Segment Start: Data for this exercise

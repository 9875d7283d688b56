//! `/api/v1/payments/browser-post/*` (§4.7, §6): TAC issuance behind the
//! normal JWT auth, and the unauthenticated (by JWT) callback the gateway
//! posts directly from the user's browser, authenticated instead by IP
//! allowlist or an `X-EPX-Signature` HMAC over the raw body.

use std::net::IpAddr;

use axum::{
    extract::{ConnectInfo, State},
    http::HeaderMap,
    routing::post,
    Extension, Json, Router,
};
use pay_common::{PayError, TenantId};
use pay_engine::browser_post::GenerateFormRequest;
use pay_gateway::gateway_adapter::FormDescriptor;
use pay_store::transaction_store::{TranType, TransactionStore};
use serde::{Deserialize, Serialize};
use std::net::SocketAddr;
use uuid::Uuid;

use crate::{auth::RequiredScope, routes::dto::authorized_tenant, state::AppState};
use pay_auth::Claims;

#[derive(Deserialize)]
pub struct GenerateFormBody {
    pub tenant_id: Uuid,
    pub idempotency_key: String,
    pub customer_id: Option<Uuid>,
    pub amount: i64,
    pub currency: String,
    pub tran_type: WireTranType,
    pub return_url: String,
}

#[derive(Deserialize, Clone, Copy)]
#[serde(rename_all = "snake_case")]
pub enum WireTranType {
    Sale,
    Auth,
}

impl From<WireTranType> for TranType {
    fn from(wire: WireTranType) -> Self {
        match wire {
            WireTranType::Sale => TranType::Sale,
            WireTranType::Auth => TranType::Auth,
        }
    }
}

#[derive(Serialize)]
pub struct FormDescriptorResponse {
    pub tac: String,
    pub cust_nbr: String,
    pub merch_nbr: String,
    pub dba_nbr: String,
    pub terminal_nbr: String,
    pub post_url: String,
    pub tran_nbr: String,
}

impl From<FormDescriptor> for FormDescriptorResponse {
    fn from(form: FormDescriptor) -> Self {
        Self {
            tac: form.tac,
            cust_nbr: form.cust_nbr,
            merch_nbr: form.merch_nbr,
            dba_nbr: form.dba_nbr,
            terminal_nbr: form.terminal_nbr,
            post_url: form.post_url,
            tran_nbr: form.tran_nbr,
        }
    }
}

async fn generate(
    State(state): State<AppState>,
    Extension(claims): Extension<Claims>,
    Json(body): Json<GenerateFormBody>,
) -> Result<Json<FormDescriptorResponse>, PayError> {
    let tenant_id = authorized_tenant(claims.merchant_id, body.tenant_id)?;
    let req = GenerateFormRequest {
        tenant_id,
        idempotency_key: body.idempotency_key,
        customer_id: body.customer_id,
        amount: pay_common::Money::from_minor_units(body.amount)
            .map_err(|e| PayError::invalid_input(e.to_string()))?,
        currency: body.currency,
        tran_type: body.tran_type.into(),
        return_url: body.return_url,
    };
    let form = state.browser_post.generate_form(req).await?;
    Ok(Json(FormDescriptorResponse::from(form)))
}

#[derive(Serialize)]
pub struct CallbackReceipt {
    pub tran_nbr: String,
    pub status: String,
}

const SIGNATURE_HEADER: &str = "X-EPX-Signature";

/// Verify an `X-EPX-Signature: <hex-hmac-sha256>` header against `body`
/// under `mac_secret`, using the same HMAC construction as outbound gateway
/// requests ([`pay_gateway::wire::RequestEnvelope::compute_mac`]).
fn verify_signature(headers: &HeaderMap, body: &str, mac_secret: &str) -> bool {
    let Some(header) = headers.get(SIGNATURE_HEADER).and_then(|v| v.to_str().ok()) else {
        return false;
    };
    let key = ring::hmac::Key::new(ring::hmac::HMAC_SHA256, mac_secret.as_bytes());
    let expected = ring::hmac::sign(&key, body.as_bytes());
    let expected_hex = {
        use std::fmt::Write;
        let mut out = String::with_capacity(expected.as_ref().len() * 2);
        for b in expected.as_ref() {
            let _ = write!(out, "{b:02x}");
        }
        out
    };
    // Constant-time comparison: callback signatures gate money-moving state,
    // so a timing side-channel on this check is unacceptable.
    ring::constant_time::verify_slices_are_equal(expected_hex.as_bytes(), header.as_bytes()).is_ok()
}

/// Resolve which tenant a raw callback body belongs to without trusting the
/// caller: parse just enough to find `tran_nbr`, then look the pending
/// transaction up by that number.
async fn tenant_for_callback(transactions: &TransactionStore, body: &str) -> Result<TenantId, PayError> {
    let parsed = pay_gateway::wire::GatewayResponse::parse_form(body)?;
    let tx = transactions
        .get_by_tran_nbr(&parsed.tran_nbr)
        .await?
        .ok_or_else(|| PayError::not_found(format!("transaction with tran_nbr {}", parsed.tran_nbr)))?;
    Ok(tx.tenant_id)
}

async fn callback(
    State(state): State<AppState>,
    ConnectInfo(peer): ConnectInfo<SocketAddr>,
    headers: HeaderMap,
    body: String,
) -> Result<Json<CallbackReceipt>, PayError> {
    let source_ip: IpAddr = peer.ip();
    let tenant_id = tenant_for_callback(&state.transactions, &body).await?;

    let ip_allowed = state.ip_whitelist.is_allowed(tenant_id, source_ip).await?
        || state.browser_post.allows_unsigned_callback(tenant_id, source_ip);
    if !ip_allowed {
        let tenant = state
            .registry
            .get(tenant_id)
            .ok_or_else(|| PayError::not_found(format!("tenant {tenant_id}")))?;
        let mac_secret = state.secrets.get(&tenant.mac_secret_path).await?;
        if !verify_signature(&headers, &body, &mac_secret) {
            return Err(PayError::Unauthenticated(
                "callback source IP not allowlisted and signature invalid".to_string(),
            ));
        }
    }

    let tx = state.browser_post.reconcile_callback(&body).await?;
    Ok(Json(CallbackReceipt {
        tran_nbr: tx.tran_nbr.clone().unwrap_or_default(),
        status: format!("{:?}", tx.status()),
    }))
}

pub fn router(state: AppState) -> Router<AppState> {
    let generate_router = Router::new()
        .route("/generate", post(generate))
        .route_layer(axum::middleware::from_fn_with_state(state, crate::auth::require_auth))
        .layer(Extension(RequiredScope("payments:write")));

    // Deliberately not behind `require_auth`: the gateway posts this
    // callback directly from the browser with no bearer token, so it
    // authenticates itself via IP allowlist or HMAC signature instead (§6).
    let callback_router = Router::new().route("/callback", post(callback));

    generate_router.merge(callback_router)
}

Segment End: Data for this exercise
Segment Start: Data for this exercise

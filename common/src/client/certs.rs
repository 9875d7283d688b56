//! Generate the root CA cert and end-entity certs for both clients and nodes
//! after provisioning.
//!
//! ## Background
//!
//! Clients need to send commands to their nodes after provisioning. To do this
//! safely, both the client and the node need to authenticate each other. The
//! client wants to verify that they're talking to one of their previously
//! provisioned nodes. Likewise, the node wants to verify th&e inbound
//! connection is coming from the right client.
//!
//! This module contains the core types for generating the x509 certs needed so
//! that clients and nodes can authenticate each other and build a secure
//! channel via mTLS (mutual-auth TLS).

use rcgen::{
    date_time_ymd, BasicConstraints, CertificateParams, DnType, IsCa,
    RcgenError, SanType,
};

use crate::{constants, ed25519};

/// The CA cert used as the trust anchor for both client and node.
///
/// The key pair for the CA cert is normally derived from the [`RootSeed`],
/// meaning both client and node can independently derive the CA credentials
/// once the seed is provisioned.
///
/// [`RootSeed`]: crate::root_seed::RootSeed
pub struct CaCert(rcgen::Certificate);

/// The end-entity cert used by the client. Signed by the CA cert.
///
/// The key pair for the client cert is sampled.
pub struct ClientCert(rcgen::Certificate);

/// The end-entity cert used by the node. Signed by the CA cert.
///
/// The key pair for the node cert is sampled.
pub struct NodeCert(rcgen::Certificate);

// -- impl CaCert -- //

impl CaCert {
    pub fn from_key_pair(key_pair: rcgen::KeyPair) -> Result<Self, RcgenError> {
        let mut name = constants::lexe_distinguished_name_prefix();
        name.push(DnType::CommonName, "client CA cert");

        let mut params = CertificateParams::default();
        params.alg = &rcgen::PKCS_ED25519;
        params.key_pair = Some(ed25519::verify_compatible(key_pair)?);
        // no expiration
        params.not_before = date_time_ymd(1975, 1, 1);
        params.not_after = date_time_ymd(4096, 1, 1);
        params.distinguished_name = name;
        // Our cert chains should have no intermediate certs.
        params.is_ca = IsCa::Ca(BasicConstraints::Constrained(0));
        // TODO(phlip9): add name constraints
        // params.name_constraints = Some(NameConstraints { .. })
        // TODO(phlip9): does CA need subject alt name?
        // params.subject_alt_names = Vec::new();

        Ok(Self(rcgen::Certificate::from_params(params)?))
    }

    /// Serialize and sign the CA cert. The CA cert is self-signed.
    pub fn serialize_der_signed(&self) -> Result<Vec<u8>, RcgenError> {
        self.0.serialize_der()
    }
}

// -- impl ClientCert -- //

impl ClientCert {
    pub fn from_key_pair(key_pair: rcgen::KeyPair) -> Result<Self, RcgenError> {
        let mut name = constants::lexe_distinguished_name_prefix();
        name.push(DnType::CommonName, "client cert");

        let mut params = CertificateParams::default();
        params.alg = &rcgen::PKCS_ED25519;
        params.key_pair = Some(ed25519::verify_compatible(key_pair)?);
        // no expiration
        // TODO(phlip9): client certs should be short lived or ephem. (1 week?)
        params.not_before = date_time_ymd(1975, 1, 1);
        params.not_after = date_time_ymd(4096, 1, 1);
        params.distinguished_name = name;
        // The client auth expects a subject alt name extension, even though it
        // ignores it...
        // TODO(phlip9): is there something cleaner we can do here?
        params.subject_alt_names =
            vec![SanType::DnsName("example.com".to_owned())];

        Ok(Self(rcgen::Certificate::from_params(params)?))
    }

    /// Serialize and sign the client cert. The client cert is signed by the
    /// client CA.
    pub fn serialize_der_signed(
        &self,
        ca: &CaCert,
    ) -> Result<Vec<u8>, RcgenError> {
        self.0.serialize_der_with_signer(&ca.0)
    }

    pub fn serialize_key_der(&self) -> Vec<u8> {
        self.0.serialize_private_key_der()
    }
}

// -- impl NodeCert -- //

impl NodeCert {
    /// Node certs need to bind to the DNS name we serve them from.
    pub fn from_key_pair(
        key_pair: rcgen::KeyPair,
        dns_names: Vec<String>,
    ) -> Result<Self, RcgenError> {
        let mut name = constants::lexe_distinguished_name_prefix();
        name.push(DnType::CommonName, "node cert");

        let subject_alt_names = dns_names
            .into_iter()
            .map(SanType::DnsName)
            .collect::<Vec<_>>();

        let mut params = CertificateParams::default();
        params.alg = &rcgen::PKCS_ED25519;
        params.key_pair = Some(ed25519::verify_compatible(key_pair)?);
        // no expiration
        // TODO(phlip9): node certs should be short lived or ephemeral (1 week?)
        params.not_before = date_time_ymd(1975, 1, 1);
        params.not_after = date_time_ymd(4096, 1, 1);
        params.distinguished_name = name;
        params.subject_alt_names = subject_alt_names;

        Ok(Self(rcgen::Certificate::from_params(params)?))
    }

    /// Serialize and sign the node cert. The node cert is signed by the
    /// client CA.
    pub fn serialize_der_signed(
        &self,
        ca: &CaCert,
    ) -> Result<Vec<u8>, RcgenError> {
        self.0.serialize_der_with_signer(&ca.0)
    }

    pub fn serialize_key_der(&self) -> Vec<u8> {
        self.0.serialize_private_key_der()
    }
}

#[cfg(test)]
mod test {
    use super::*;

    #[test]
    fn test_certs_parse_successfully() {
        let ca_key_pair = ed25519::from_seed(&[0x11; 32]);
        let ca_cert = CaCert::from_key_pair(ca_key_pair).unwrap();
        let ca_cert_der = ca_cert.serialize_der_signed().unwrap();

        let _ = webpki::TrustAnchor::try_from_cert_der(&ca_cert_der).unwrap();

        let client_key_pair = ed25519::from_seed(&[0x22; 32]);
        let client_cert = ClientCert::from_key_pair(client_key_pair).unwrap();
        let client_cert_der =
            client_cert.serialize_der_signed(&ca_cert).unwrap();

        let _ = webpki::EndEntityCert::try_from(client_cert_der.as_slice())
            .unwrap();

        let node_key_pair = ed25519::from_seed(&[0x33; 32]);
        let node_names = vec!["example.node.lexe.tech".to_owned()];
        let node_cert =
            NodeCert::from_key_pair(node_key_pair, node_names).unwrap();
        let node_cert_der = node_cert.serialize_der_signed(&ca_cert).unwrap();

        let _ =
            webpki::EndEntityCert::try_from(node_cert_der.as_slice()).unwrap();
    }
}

Segment End: Data for this exercise

Exercise details
Within the listing above, work out how many lines hold "IsCa", and answer with that number only.

Result of the task
2